Friday, November 30, 2012

Man of Mystery (Part 5--Conclusion)



And so the orgy began.

It was not long before I was reading mysteries with the insatiable, indiscriminate appetite of a Great White Shark.  If a mystery swam in my view, I ate it.  And my literary stomach was soon cluttered with the fictional equivalent of license plates, bathing suits, tennis balls, and chunks of once-inflatable rafts.

I've read (in no particular order here) the complete mysteries/thrillers of Lawrence Block--notably, the Matthew Scudder novels.  I think I first learned about Scudder in that 1986 film with Jeff Bridges, 8 Million Ways to Die (the first time I remember seeing Andy Garcia, too).  Soon I was reading and admiring all the Scudder novels--the ex-cop with a drinking problem--not a licensed P.I.  But then I met Block at a signing up at a Cleveland bookstore and was so put off by his manner (he was arrogant and dismissive) that I soured on him--and read his ensuing books more out of habit than passion.  I've also read his series about a hit man--John Keller. The last, I think, was Hit and Run, 2008--though a new one, Hit Me, is due in Feb. 2013.

Who else?  I've splashed in Sue Grafton's alphabet soup.  I started with G Is for Gumshoe and have read all the ones since then; oddly, though, I've not gone back to read A-F ... not sure why?  Maybe I'll do it when I've read Z and realize there will be no more?

I actually kind of enjoyed a short series by a Cincinnati writer--Jonathan Valin--who wrote some novels about Harry Stoner back in the 1980s and 1990s.  Then vanished.  I just looked on Amazon and saw that a new one is coming out soon--to Kindle Direct.  Don't know what the story there is.

Who else?  I merged my love of the Elizabethans with my detective madness by reading an entire series by Edward Marston.  His character--Nicholas Bracewell--works for a theater company but also solves mysteries.  There are sixteen in the series--and as I look over the list, I realize I've not read the last few.  (Guess what that means!)

One novel by Michael Connelly about his L. A. detective Harry Bosch (actually, it's Hieronymus Bosch--"Harry" for short) has forced me to read all the others--and a new one is out right now: The Black Box.  Gotta order it.

My older brother, Richard, got me started on a series about a small-town police chief, Mario Balzic, in Pennsylvania, a series by K. C. Constantine.  I ate all those like a weasel eats free eggs.

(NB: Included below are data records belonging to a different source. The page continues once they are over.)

//! Atomic file replacement
//!
//! ```text
//! write .<name>.<uuid>.tmp -> fsync -> rename over <name> -> fsync(dir)
//!                                       └ retried while the OS transiently denies it
//! ```
//!
//! Readers observe either the old or the new contents. Only the rename is
//! retried; writing the temp file is not subject to the transient denials
//! seen on shared or scanned filesystems.

use std::future::Future;
use std::io;
use std::path::{Path, PathBuf};
use std::time::Duration;

use tokio::io::AsyncWriteExt;
use tracing::warn;

use crate::error::{Result, StorageError};

/// Retry policy for the final rename
#[derive(Debug, Clone, Copy, PartialEq, Eq)]
pub struct ReplacePolicy {
    pub max_attempts: u32,
    pub backoff: Duration,
}

impl ReplacePolicy {
    pub fn new(max_attempts: u32, backoff: Duration) -> Self {
        Self {
            max_attempts: max_attempts.max(1),
            backoff,
        }
    }

    pub fn from_settings(settings: &freqsieve_core::config::CheckpointSettings) -> Self {
        Self::new(
            settings.max_replace_attempts,
            Duration::from_millis(settings.replace_backoff_ms),
        )
    }
}

impl Default for ReplacePolicy {
    fn default() -> Self {
        Self::new(5, Duration::from_millis(50))
    }
}

/// Errors the OS may return while another process briefly holds the file
pub fn is_transient(err: &io::Error) -> bool {
    matches!(
        err.kind(),
        io::ErrorKind::PermissionDenied
            | io::ErrorKind::WouldBlock
            | io::ErrorKind::Interrupted
            | io::ErrorKind::TimedOut
    )
}

/// Run `op` until it succeeds, fails permanently, or attempts run out
pub async fn replace_with_retry<F, Fut>(policy: ReplacePolicy, path: &Path, mut op: F) -> Result<()>
where
    F: FnMut() -> Fut,
    Fut: Future<Output = io::Result<()>>,
{
    let mut attempt = 1;
    loop {
        match op().await {
            Ok(()) => return Ok(()),
            Err(err) if is_transient(&err) => {
                if attempt >= policy.max_attempts {
                    return Err(
                        StorageError::retry_exhausted(path.display(), policy.max_attempts)
                            .with_source(err),
                    );
                }
                warn!(
                    "Replace of {} denied ({}), retry {}/{} in {:?}",
                    path.display(),
                    err,
                    attempt,
                    policy.max_attempts,
                    policy.backoff
                );
                attempt += 1;
                tokio::time::sleep(policy.backoff).await;
            }
            Err(err) => {
                return Err(StorageError::io(format!(
                    "Replace of {} failed: {}",
                    path.display(),
                    err
                ))
                .with_source(err))
            }
        }
    }
}

/// Unique sibling temp path for `path`
pub(crate) fn temp_path_for(path: &Path) -> PathBuf {
    let temp_name = format!(
        ".{}.{}.tmp",
        path.file_name().and_then(|n| n.to_str()).unwrap_or("file"),
        uuid::Uuid::new_v4()
    );
    path.with_file_name(temp_name)
}

/// Write `data` to a fresh temp file next to `path` and fsync it
pub(crate) async fn write_temp(path: &Path, data: &[u8]) -> Result<PathBuf> {
    if let Some(parent) = path.parent() {
        tokio::fs::create_dir_all(parent).await?;
    }
    let temp_path = temp_path_for(path);
    let file = tokio::fs::File::create(&temp_path).await?;
    fill_temp(file, &temp_path, data).await?;
    Ok(temp_path)
}

/// Write and fsync `data`, removing the temp file if either step fails
async fn fill_temp(mut file: tokio::fs::File, temp_path: &Path, data: &[u8]) -> Result<()> {
    // flush surfaces errors from writes tokio already reported as done
    let written: io::Result<()> = async {
        file.write_all(data).await?;
        file.flush().await?;
        file.sync_all().await
    }
    .await;

    if let Err(err) = written {
        drop(file);
        let _ = tokio::fs::remove_file(temp_path).await;
        return Err(StorageError::io(format!(
            "Write of {} failed: {}",
            temp_path.display(),
            err
        ))
        .with_source(err));
    }
    Ok(())
}

/// Best-effort fsync of the parent directory so the rename itself is durable
pub(crate) async fn sync_parent(path: &Path) {
    #[cfg(unix)]
    {
        if let Some(parent) = path.parent() {
            if let Ok(dir) = tokio::fs::File::open(parent).await {
                let _ = dir.sync_all().await;
            }
        }
    }
    #[cfg(not(unix))]
    let _ = path;
}

/// Atomically replace `path` with `data`
pub async fn atomic_write(path: &Path, data: &[u8], policy: ReplacePolicy) -> Result<()> {
    let temp_path = write_temp(path, data).await?;

    let renamed = replace_with_retry(policy, path, || tokio::fs::rename(&temp_path, path)).await;
    if renamed.is_err() {
        let _ = tokio::fs::remove_file(&temp_path).await;
        return renamed;
    }

    sync_parent(path).await;
    Ok(())
}

/// Atomically create `path` with `data` unless it already exists.
///
/// Returns `false` (and leaves the existing file untouched) when `path` exists.
pub async fn atomic_create(path: &Path, data: &[u8]) -> Result<bool> {
    let temp_path = write_temp(path, data).await?;

    // hard_link fails with AlreadyExists instead of overwriting
    let linked = tokio::fs::hard_link(&temp_path, path).await;
    let _ = tokio::fs::remove_file(&temp_path).await;

    match linked {
        Ok(()) => {
            sync_parent(path).await;
            Ok(true)
        }
        Err(err) if err.kind() == io::ErrorKind::AlreadyExists => Ok(false),
        Err(err) => Err(StorageError::io(format!(
            "Create of {} failed: {}",
            path.display(),
            err
        ))
        .with_source(err)),
    }
}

And the Dennis Lehane novels about the young Boston PIs--Patrick Kenzie and Angela Gennaro.  Ben Affleck transformed one of those novels--Gone Baby Gone--into a fine film (starring brother Casey) in 2008.  One of the recent novels in the series has a scene in Becket, Massachusetts, a tiny town in the Berkshires where my brothers have an old farmhouse they use as a weekend/summer place.  There's something about that, isn't there?  Reading in a novel about a place you know very well.  Years ago, I remember seeing the film Ordinary People, which has some footage shot in Lake Forest, Illinois, where we had lived and taught for a year.  Nothing like that to decorate your skin with horripilation!

Surely there are more?

Why, yes!  All those Scandinavians I've been reading lately: Henning Mankell, Jo Nesbø, Stieg Larsson, Camilla Läckberg.

And some more Americans: Ridley Pearson (I like the ones about the Sun Valley cops--all the titles include the word Killer--like Killer Summer), Charles McCarry, Carl Hiaasen, and David Morrell, and ... the list goes on, and I'm getting tired.  But ... one more ...

Elmore Leonard
Elmore Leonard.  Dean of the bunch.  I've told this story before, I think.  So what?  Here it is again.  Back in the late 80s (early 90s?) I took some students to a literary event in Cleveland--the Book and Author Luncheon sponsored by the Cleveland Plain Dealer.  Leonard was one of the authors that year.  I brought along with me a pile of his books for signing--and distributed them among the students so I wouldn't look more psycho-stalkery than I already did.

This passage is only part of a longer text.